La tecnología empleada no es completamente nueva. Sistemas similares ya se utilizan para la predicción de vertidos de petróleo, el seguimiento de fenómenos meteorológicos extremos o la monitorización ambiental a gran escala. La diferencia es que ahora estas capacidades se aplicarán a un problema local con importantes consecuencias económicas y medioambientales.
El proyecto también refuerza la presencia de GMV en el ámbito de la observación de la Tierra, una de las áreas estratégicas de la compañía española. La empresa cuenta con una amplia trayectoria en el programa europeo Copernicus y participa en el desarrollo y operación de varias de las misiones Sentinel de la Unión Europea, además de colaborar con organismos como la Agencia Espacial Europea (ESA).
Si los resultados son positivos, Cascais podría convertirse en el primer municipio portugués en poner a prueba una solución integrada de este tipo y en un referente europeo de gestión costera inteligente. El modelo, según sus impulsores, podría replicarse posteriormente en otras zonas especialmente vulnerables a la expansión de esta especie invasora, desde el Algarve hasta Canarias y otras regiones del Atlántico y el Mediterráneo.

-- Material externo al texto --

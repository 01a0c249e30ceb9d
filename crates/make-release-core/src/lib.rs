//! Core library for make-release.
//!
//! This crate provides the release workflow and the file edits behind it,
//! used by the `make-release` CLI and any downstream consumers.
//!
//! # Modules
//!
//! - [`changelog`] - Changelog lookup and section editing
//! - [`config`] - Configuration loading and management
//! - [`declaration`] - `version = "..."` declarations and version file search
//! - [`error`] - Error types and result aliases
//! - [`git`] - Git operations for release workflows
//! - [`lines`] - Line-level file edits that preserve line endings
//! - [`release`] - The test/prepare/merge/tag/resume workflow
//! - [`test_command`] - Running the project's test suite
//! - [`version`] - Version parsing and next-version computation
//!
//! # Quick Start
//!
//! ```no_run
//! use camino::Utf8Path;
//! use make_release_core::git::SystemGit;
//! use make_release_core::release::{ReleaseOptions, plan_release};
//!
//! let root = Utf8Path::new(".");
//! let git = SystemGit::new(root);
//! let info = plan_release(root, &git, ReleaseOptions::default())
//!     .expect("Failed to plan release");
//!
//! println!("Releasing {} {}", info.name, info.version);
//! ```
#![deny(unsafe_code)]

pub mod changelog;

pub mod config;

pub mod declaration;

pub mod error;

pub mod git;

pub mod lines;

pub mod release;

pub mod test_command;

pub mod version;

pub use config::{Config, ConfigLoader, LogLevel, ReleaseConfig, StepsConfig};

pub use error::{ConfigError, ConfigResult};

pub use version::{VersionString, next_version};
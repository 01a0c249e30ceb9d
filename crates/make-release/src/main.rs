//! make-release CLI
#![deny(unsafe_code)]

use std::process::ExitCode;

use anyhow::Context;
use camino::{Utf8Path, Utf8PathBuf};
use clap::Parser;
use make_release::{Cli, Commands, commands, exit_code};
use make_release_core::config::{Config, ConfigLoader};
use owo_colors::OwoColorize;
use tracing::debug;

mod observability;

fn main() -> ExitCode {
    let cli = Cli::parse();
    cli.color.apply();

    match run(cli) {
        Ok(()) => ExitCode::SUCCESS,
        Err(err) => {
            eprintln!("{} {err:#}", "error:".red().bold());
            let code = exit_code(&err);
            ExitCode::from(u8::try_from(code).unwrap_or(u8::MAX))
        }
    }
}

fn run(cli: Cli) -> anyhow::Result<()> {
    if let Some(ref dir) = cli.chdir {
        std::env::set_current_dir(dir)
            .with_context(|| format!("failed to change directory to {}", dir.display()))?;
    }

    let cwd = std::env::current_dir().context("failed to determine current directory")?;
    let cwd = Utf8PathBuf::try_from(cwd).map_err(|e| {
        anyhow::anyhow!(
            "current directory is not valid UTF-8: {}",
            e.into_path_buf().display()
        )
    })?;
    let config = load_config(&cli, &cwd)?;

    let obs_config = observability::ObservabilityConfig::with_log_dir(config.log_dir.clone());
    let env_filter = observability::env_filter(cli.quiet, cli.verbose, config.log_level.as_str());
    let _guard = observability::init_observability(&obs_config, env_filter)
        .context("failed to initialize logging/tracing")?;

    debug!(
        verbose = cli.verbose,
        quiet = cli.quiet,
        json = cli.json,
        color = ?cli.color,
        chdir = ?cli.chdir,
        "CLI initialized"
    );

    let result = match cli.command {
        Commands::Release(args) => commands::release::cmd_release(args, cli.json, &config, &cwd),
        Commands::NextVersion(args) => commands::next_version::cmd_next_version(args, cli.json),
        Commands::Info(args) => commands::info::cmd_info(args, cli.json, &config, &cwd),
    };
    if let Err(ref err) = result {
        tracing::error!(error = %format!("{err:#}"), "fatal error");
    }
    result
}

fn load_config(cli: &Cli, cwd: &Utf8Path) -> anyhow::Result<Config> {
    let mut loader = ConfigLoader::new().with_project_search(cwd);
    if let Some(ref config_path) = cli.config {
        let config_path = Utf8PathBuf::try_from(config_path.clone()).map_err(|e| {
            anyhow::anyhow!(
                "config path is not valid UTF-8: {}",
                e.into_path_buf().display()
            )
        })?;
        loader = loader.with_file(&config_path);
    }
    loader.load().context("failed to load configuration")
}
//! Serde helpers for human-readable durations (`"30s"`, `"1h 5m"`).
//!
//! ```
//! use serde::Deserialize;
//! use std::time::Duration;
//!
//! #[derive(Deserialize)]
//! struct Timeouts {
//!     #[serde(with = "rmc_utils::humantime_serde")]
//!     request: Duration,
//! }
//! ```

use std::time::Duration;

use serde::{Deserialize, Deserializer, Serializer, de};

/// Deserialize a `Duration` from a humantime string.
///
/// # Errors
///
/// Returns a deserialization error if the string is not a valid duration.
pub fn deserialize<'de, D>(d: D) -> Result<Duration, D::Error>
where
    D: Deserializer<'de>,
{
    let raw = String::deserialize(d)?;
    humantime::parse_duration(raw.trim()).map_err(|e| de::Error::custom(format!("{raw:?}: {e}")))
}

/// Serialize a `Duration` as a humantime string.
///
/// # Errors
///
/// Propagates serializer errors.
#[allow(clippy::trivially_copy_pass_by_ref)] // serde `with` signature
pub fn serialize<S>(d: &Duration, s: S) -> Result<S::Ok, S::Error>
where
    S: Serializer,
{
    s.collect_str(&humantime::format_duration(*d))
}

La iniciativa refleja una tendencia cada vez más visible en el sector espacial enfocado en el uso de tecnologías desarrolladas para misiones científicas o de observación terrestre en aplicaciones cotidianas con impacto directo sobre la economía, el medio ambiente y la gestión pública. En este caso, con el objetivo de adelantarse a una amenaza que avanza silenciosamente bajo el agua.